On the 2-categories of weak distributive laws

TL;DR

This paper introduces a new 2-category framework for weak mixed distributive laws, generalizing Beck's classical laws by incorporating weak structures and establishing a fully faithful 2-functor under certain conditions.

Contribution

It defines a 2-category of weak mixed distributive laws and constructs a fully faithful 2-functor to a 2-category of 2x2 diagrams, broadening the understanding of distributive laws in 2-categories.

Findings

Weak mixed distributive laws are described as compatible pairs of monads and comonads.

A new 2-category of weak mixed distributive laws is constructed.

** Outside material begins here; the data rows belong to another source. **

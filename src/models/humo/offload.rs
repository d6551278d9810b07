//! Device residency of the heavy sub-models.
//!
//! The text encoder, the video VAE, the diffusion transformer and the audio encoder never share
//! the compute device: each `with_*` call moves one model onto the device, runs the closure and
//! moves it back to the offload device, on the error path too.

use candle_core::Device;
use tracing::{debug, warn};

use super::audio::AudioFeatureExtractor;
use super::pipeline::{DiffusionTransformer, TextEncoder, VideoVae};
use crate::error::{PipelineError, Result};

/// A model whose weights can be moved between devices.
pub trait Offload {
    fn move_to(&mut self, device: &Device) -> candle_core::Result<()>;
}

#[derive(Debug, Clone, Copy, PartialEq, Eq)]
pub enum Residency {
    Offloaded,
    Resident,
}

/// One residency change, in the order it happened.
#[derive(Debug, Clone, Copy, PartialEq, Eq)]
pub struct Transition {
    pub model: &'static str,
    pub to: Residency,
}

/// Compute device plus the device models are parked on between uses.
#[derive(Debug, Clone)]
pub struct DeviceScope {
    compute: Device,
    offload: Device,
}

impl DeviceScope {
    pub fn new(compute: Device) -> Self {
        Self {
            compute,
            offload: Device::Cpu,
        }
    }

    pub fn compute(&self) -> &Device {
        &self.compute
    }

    pub fn offload(&self) -> &Device {
        &self.offload
    }

    /// Waits for pending kernels so memory of dropped tensors returns to the allocator.
    pub fn release_transient(&self) -> Result<()> {
        self.compute.synchronize()?;
        Ok(())
    }

    /// Guard that releases transient memory when it goes out of scope.
    pub fn transient(&self) -> TransientGuard<'_> {
        TransientGuard { scope: self }
    }
}

pub struct TransientGuard<'s> {
    scope: &'s DeviceScope,
}

impl Drop for TransientGuard<'_> {
    fn drop(&mut self) {
        if let Err(err) = self.scope.release_transient() {
            warn!(error = %err, "failed to release transient device memory");
        }
    }
}

struct ModelSlot<M: ?Sized> {
    name: &'static str,
    model: Box<M>,
    residency: Residency,
}

impl<M: Offload + ?Sized> ModelSlot<M> {
    fn new(name: &'static str, model: Box<M>) -> Self {
        Self {
            name,
            model,
            residency: Residency::Offloaded,
        }
    }

    fn transition(
        &mut self,
        device: &Device,
        to: Residency,
        history: &mut Vec<Transition>,
    ) -> Result<()> {
        if self.residency == to {
            return Ok(());
        }
        self.model.move_to(device)?;
        self.residency = to;
        history.push(Transition {
            model: self.name,
            to,
        });
        debug!(model = self.name, residency = ?to, "residency change");
        Ok(())
    }
}

/// Owns the heavy models and enforces that at most one of them is resident at a time.
pub struct MemoryOrchestrator<'a> {
    scope: DeviceScope,
    text_encoder: ModelSlot<dyn TextEncoder + 'a>,
    vae: ModelSlot<dyn VideoVae + 'a>,
    dit: ModelSlot<dyn DiffusionTransformer + 'a>,
    audio_encoder: ModelSlot<dyn AudioFeatureExtractor + 'a>,
    history: Vec<Transition>,
}

macro_rules! scoped {
    ($self:ident, $slot:ident, $f:ident) => {{
        $self.ensure_exclusive($self.$slot.name)?;
        let Self {
            scope,
            $slot: slot,
            history,
            ..
        } = $self;
        slot.transition(&scope.compute, Residency::Resident, history)?;
        let out = $f(slot.model.as_mut(), &*scope);
        let unloaded = slot.transition(&scope.offload, Residency::Offloaded, history);
        let out = out?;
        unloaded?;
        scope.release_transient()?;
        Ok(out)
    }};
}

impl<'a> MemoryOrchestrator<'a> {
    pub fn new(
        scope: DeviceScope,
        text_encoder: Box<dyn TextEncoder + 'a>,
        vae: Box<dyn VideoVae + 'a>,
        dit: Box<dyn DiffusionTransformer + 'a>,
        audio_encoder: Box<dyn AudioFeatureExtractor + 'a>,
    ) -> Self {
        Self {
            scope,
            text_encoder: ModelSlot::new("text_encoder", text_encoder),
            vae: ModelSlot::new("vae", vae),
            dit: ModelSlot::new("dit", dit),
            audio_encoder: ModelSlot::new("audio_encoder", audio_encoder),
            history: Vec::new(),
        }
    }

    pub fn scope(&self) -> &DeviceScope {
        &self.scope
    }

    pub fn residency(&self) -> [(&'static str, Residency); 4] {
        [
            (self.text_encoder.name, self.text_encoder.residency),
            (self.vae.name, self.vae.residency),
            (self.dit.name, self.dit.residency),
            (self.audio_encoder.name, self.audio_encoder.residency),
        ]
    }

    /// Latent channels of the VAE; reads metadata only, the VAE stays where it is.
    pub fn vae_z_dim(&self) -> usize {
        self.vae.model.z_dim()
    }

    /// Drains the residency history recorded since the previous call.
    pub fn take_transitions(&mut self) -> Vec<Transition> {
        std::mem::take(&mut self.history)
    }

    fn ensure_exclusive(&self, requested: &'static str) -> Result<()> {
        match self
            .residency()
            .into_iter()
            .find(|(name, r)| *name != requested && *r == Residency::Resident)
        {
            Some((resident, _)) => Err(PipelineError::Residency {
                requested,
                resident,
            }),
            None => Ok(()),
        }
    }

    pub fn with_text_encoder<R>(
        &mut self,
        f: impl FnOnce(&mut (dyn TextEncoder + 'a), &DeviceScope) -> Result<R>,
    ) -> Result<R> {
        scoped!(self, text_encoder, f)
    }

    pub fn with_vae<R>(
        &mut self,
        f: impl FnOnce(&mut (dyn VideoVae + 'a), &DeviceScope) -> Result<R>,
    ) -> Result<R> {
        scoped!(self, vae, f)
    }

    pub fn with_dit<R>(
        &mut self,
        f: impl FnOnce(&mut (dyn DiffusionTransformer + 'a), &DeviceScope) -> Result<R>,
    ) -> Result<R> {
        scoped!(self, dit, f)
    }

    pub fn with_audio_encoder<R>(
        &mut self,
        f: impl FnOnce(&mut (dyn AudioFeatureExtractor + 'a), &DeviceScope) -> Result<R>,
    ) -> Result<R> {
        scoped!(self, audio_encoder, f)
    }
}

A fully faithful 2-functor to K^{2 x 2} is established under certain conditions.

Abstract

A weak mixed distributive law (also called weak entwining structure) in a 2-category consists of a monad and a comonad, together with a 2-cell relating them in a way which generalizes a mixed distributive law due to Beck. We show that a weak mixed distributive law can be described as a compatible pair of a monad and a comonad, in 2-categories extending, respectively, the 2-category of comonads and the 2-category of monads. Based on this observation, we define a 2-category whose 0-cells are weak mixed distributive laws. In a 2-category K which admits Eilenberg-Moore constructions both for monads and comonads, and in which idempotent 2-cells split, we construct a fully faithful 2-functor from this 2-category of weak mixed distributive laws to K^{2 x 2}.